Es finden nun Produktionen statt, und der Saal wird vermietet. Der Verein selbst veranstaltet auch Konzerte, die laut Peter Schulze in „die besondere Akustik und Atmosphäre“ passen. 215 Mitglieder garantieren den laufenden Unterhalt. Nur damit aber lässt sich kaum an die große Tradition erinnern, die mit Radio Bremen und seinem berühmten Saal verbunden ist: Das sind vor allem die seit 1959 von Hans Otte ins Leben gerufenen Festivals „Pro Musica Antiqua“ und „Pro Musica Nova“, die 2001 durch den damaligen „Abwicklungsintendanten“ Heinz Glässgen (1999–2009) so sang- und klanglos verschwanden – in Bezug auf ihre weltweite Bedeutung eine einzigartige Peinlichkeit. Doch nun könnte sich das Blatt wieder wenden, denn drei Gruppen haben sich zusammengetan, um weiterzugeben und neu zu gestalten, was mal war: Der Verein, die Hochschule für Künste – vertreten durch die Professorin für Gambe Hille Perl – und Radio Bremen – vertreten durch die für mehrere Aufnahmen preisgekrönte Tonmeisterin Renate Wolters. Die beiden Damen sind die künstlerischen Leiterinnen eines neuen Festivals für Alte Musik, das zweijährlich stattfinden soll und nun zum zweiten Mal gut besucht in Szene ging. „Musicadia“ heißt es – „ein Kunstwort“, Schulze hat mal gegoogelt, und es gibt nichts dergleichen. Parallel dazu finden ebenfalls alle zwei Jahre die Tage für Neue Musik statt, die Marita Emigholz (Radio Bremen), Peter Schulze und Klaus Bernbacher verantworten: Damit macht der Verein die Erinnerung an die alten Festivals zu Leuchttürmen der Konzeption.   

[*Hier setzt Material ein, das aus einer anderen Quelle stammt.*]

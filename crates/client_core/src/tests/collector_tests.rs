use super::*;

#[test]
fn empty_selection_is_rejected_before_location() {
    let input = StaticInput::new(Vec::<String>::new(), "");
    assert_eq!(collect(&input), Err(ValidationError::NoSymptoms));
}

#[test]
fn blank_only_selection_counts_as_empty() {
    let input = StaticInput::new(["", "   "], "Springfield");
    assert_eq!(collect(&input), Err(ValidationError::NoSymptoms));
}

#[test]
fn whitespace_location_is_rejected() {
    let input = StaticInput::new(["fever"], " \t\n ");
    assert_eq!(collect(&input), Err(ValidationError::NoLocation));
}

#[test]
fn valid_input_builds_trimmed_request() {
    let input = StaticInput::new(["fever", "cough", "fever"], "  Springfield ");
    let request = collect(&input).expect("valid request");

    assert_eq!(request.symptoms.as_slice(), ["fever", "cough"]);
    assert_eq!(request.location.as_str(), "Springfield");
}

#[test]
fn validation_messages_match_page_copy() {
    assert_eq!(
        ValidationError::NoSymptoms.to_string(),
        "Please select at least one symptom."
    );
    assert_eq!(
        ValidationError::NoLocation.to_string(),
        "Please enter your location."
    );
}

Die Finanzen sind gering und es wird mit vielen Spenderhänden das gemacht, was alleine schon einmal gar nicht mehr gehen würde: Die Basis ist ehrenamtlicher Einsatz und die Begeisterung für die Idee, dass „weitergehen muss, was bei Otte angefangen hat“ (Renate Wolters). Und Hille Perl, als Kind und Jugendliche bei allen Konzerten damals, erinnert sich: „Das war ein persönlicher Stich ins Herz, als das vorbei war.“ Radio Bremen selbst war 2007 ins Faulenquartier umgezogen – unter für die Mitarbeiter zum Teil kaum zumutbaren Umständen.   

Als Wunder von der Weser wurde vor vielen Jahren einmal ein Fußballspiel von Werder Bremen bezeichnet, dann wurde der Dirigent Lawrence Renes im Alter von 32 Jahren zum GMD der Bremer Philharmoniker, auch das bezeichnete man im Zusammenhang mit der gelungenen Umwandlung des Philharmonischen Staatsorchesters in eine GmbH in der Stadt als Wunder von der Weser. Am besten aber passt dieser Titel zu dem Vorgang zur Rettung des Sendesaales mit seinen krimiartigen Phasen, der zudem in einem gerade erschienenen Buch von Irmela Körner mit Fotos und Texten bestens dokumentiert ist: „Sendesaal Bremen – Die Rettung eines Klang-Juwels“ ISBN 978-3-8378-1032-5. Euro 17,80 Edition Temmen.